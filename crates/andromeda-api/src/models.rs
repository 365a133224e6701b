// Wire models shared by the REST client and the WebSocket frame codec.
//
// Every struct keeps unknown fields in a flattened `extra` map so that a
// server-side addition never breaks decoding, and persisted users round-trip
// whatever the server sent.

use chrono::{DateTime, Utc};
use serde::{Deserialize, Serialize};
use serde_json::{Map, Value};

/// Numeric chat room identifier.
pub type RoomId = u64;

/// Numeric chat message identifier.
pub type MessageId = u64;

/// Profile of an Andromeda user, as returned by `GET auth/me/`.
#[derive(Debug, Clone, PartialEq, Serialize, Deserialize)]
pub struct User {
    pub id: u64,
    pub username: String,
    #[serde(default)]
    pub email: String,
    #[serde(default)]
    pub first_name: String,
    #[serde(default)]
    pub last_name: String,
    #[serde(default)]
    pub full_name: String,
    #[serde(default)]
    pub bio: String,
    #[serde(default)]
    pub avatar_url: Option<String>,
    #[serde(default)]
    pub is_verified: bool,
    #[serde(default)]
    pub followers_count: u64,
    #[serde(default)]
    pub following_count: u64,
    #[serde(default)]
    pub friends_count: u64,
    #[serde(default)]
    pub posts_count: u64,
    #[serde(default)]
    pub created_at: Option<DateTime<Utc>>,

    /// All remaining fields the server sends.
    #[serde(flatten)]
    pub extra: Map<String, Value>,
}

impl User {
    /// Full name if the server provided one, otherwise the username.
    pub fn display_name(&self) -> &str {
        if self.full_name.trim().is_empty() {
            &self.username
        } else {
            &self.full_name
        }
    }
}

/// A notification pushed over the notifications channel.
///
/// Push payloads are looser than the REST representation: `sender` is a
/// username string on the socket and a user object over REST, so it stays
/// an untyped [`Value`].
#[derive(Debug, Clone, PartialEq, Serialize, Deserialize)]
pub struct Notification {
    #[serde(default)]
    pub id: Option<u64>,
    #[serde(default)]
    pub title: Option<String>,
    #[serde(default)]
    pub body: Option<String>,
    #[serde(default)]
    pub notification_type: Option<String>,
    #[serde(default)]
    pub sender: Option<Value>,
    #[serde(default)]
    pub created_at: Option<String>,

    #[serde(flatten)]
    pub extra: Map<String, Value>,
}

/// A chat message broadcast to a room.
#[derive(Debug, Clone, PartialEq, Serialize, Deserialize)]
pub struct ChatMessage {
    pub message_id: MessageId,
    #[serde(default)]
    pub content: String,
    #[serde(default)]
    pub message_type: Option<String>,
    pub sender_id: u64,
    #[serde(default)]
    pub sender_username: String,
    #[serde(default)]
    pub sender_avatar: Option<String>,
    #[serde(default)]
    pub reply_to: Option<MessageId>,
    #[serde(default)]
    pub created_at: Option<String>,

    #[serde(flatten)]
    pub extra: Map<String, Value>,
}

/// Another member started or stopped typing.
#[derive(Debug, Clone, PartialEq, Eq, Serialize, Deserialize)]
pub struct TypingIndicator {
    pub user_id: u64,
    #[serde(default)]
    pub username: String,
    #[serde(default)]
    pub is_typing: bool,
}

/// A member read a message.
#[derive(Debug, Clone, PartialEq, Eq, Serialize, Deserialize)]
pub struct ReadReceipt {
    pub message_id: MessageId,
    pub user_id: u64,
}

/// A member joined or left the room.
#[derive(Debug, Clone, PartialEq, Eq, Serialize, Deserialize)]
pub struct PresenceStatus {
    pub user_id: u64,
    #[serde(default)]
    pub username: String,
    pub status: String,
}

impl PresenceStatus {
    pub fn is_online(&self) -> bool {
        self.status == "online"
    }
}

/// Body of `GET notifications/unread-count/`.
#[derive(Debug, Clone, Copy, Deserialize)]
pub struct UnreadCount {
    pub unread_count: u64,
}
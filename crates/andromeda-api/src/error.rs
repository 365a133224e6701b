use thiserror::Error;

/// Top-level error type for the `andromeda-api` crate.
///
/// Covers every failure mode across both API surfaces:
/// authentication, HTTP transport, REST responses, and WebSocket channels.
/// `andromeda-core` maps these into session and transport errors.
#[derive(Debug, Error)]
pub enum Error {
    // ── Authentication ──────────────────────────────────────────────
    /// Login rejected (wrong username/password, inactive account).
    #[error("Invalid credentials: {message}")]
    InvalidCredentials { message: String },

    /// The server answered HTTP 401 for an authenticated request.
    #[error("Unauthorized (HTTP 401) for {path}")]
    Unauthorized { path: String },

    // ── Transport ───────────────────────────────────────────────────
    /// HTTP transport error (connection refused, DNS failure, etc.)
    #[error("HTTP transport error: {0}")]
    Transport(#[from] reqwest::Error),

    /// URL parsing error.
    #[error("Invalid URL: {0}")]
    InvalidUrl(#[from] url::ParseError),

    /// TLS handshake or certificate error.
    #[error("TLS error: {0}")]
    Tls(String),

    // ── REST ────────────────────────────────────────────────────────
    /// Non-success HTTP status other than 401.
    #[error("API error (HTTP {status}): {message}")]
    Api { status: u16, message: String },

    // ── WebSocket ───────────────────────────────────────────────────
    /// WebSocket connection failed.
    #[error("WebSocket connection failed: {0}")]
    WebSocketConnect(String),

    /// WebSocket closed unexpectedly.
    #[error("WebSocket closed (code {code}): {reason}")]
    WebSocketClosed { code: u16, reason: String },

    // ── Data ────────────────────────────────────────────────────────
    /// JSON deserialization failed, with the raw body for debugging.
    #[error("Deserialization error: {message}")]
    Deserialization { message: String, body: String },

    /// A WebSocket text frame that could not be decoded.
    #[error("Malformed frame: {message}")]
    MalformedFrame { message: String },
}

impl Error {
    /// Returns `true` for an HTTP 401 response -- the trigger for a
    /// token refresh.
    pub fn is_unauthorized(&self) -> bool {
        match self {
            Self::Unauthorized { .. } | Self::Api { status: 401, .. } => true,
            Self::Transport(e) => e.status() == Some(reqwest::StatusCode::UNAUTHORIZED),
            _ => false,
        }
    }

    /// Returns `true` if this is a transient error worth retrying.
    pub fn is_transient(&self) -> bool {
        match self {
            Self::Transport(e) => e.is_timeout() || e.is_connect(),
            Self::WebSocketConnect(_) => true,
            _ => false,
        }
    }

    /// HTTP status code carried by this error, if any.
    pub fn status(&self) -> Option<u16> {
        match self {
            Self::Unauthorized { .. } => Some(401),
            Self::Api { status, .. } => Some(*status),
            Self::Transport(e) => e.status().map(|s| s.as_u16()),
            _ => None,
        }
    }
}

···

» **Your assignment**:
Copy out every line from the material above where the string "REST" turns up.

» **Completed task**:
// Wire models shared by the REST client and the WebSocket frame codec.
/// Push payloads are looser than the REST representation: `sender` is a
/// username string on the socket and a user object over REST, so it stays
/// authentication, HTTP transport, REST responses, and WebSocket channels.
    // ── REST ────────────────────────────────────────────────────────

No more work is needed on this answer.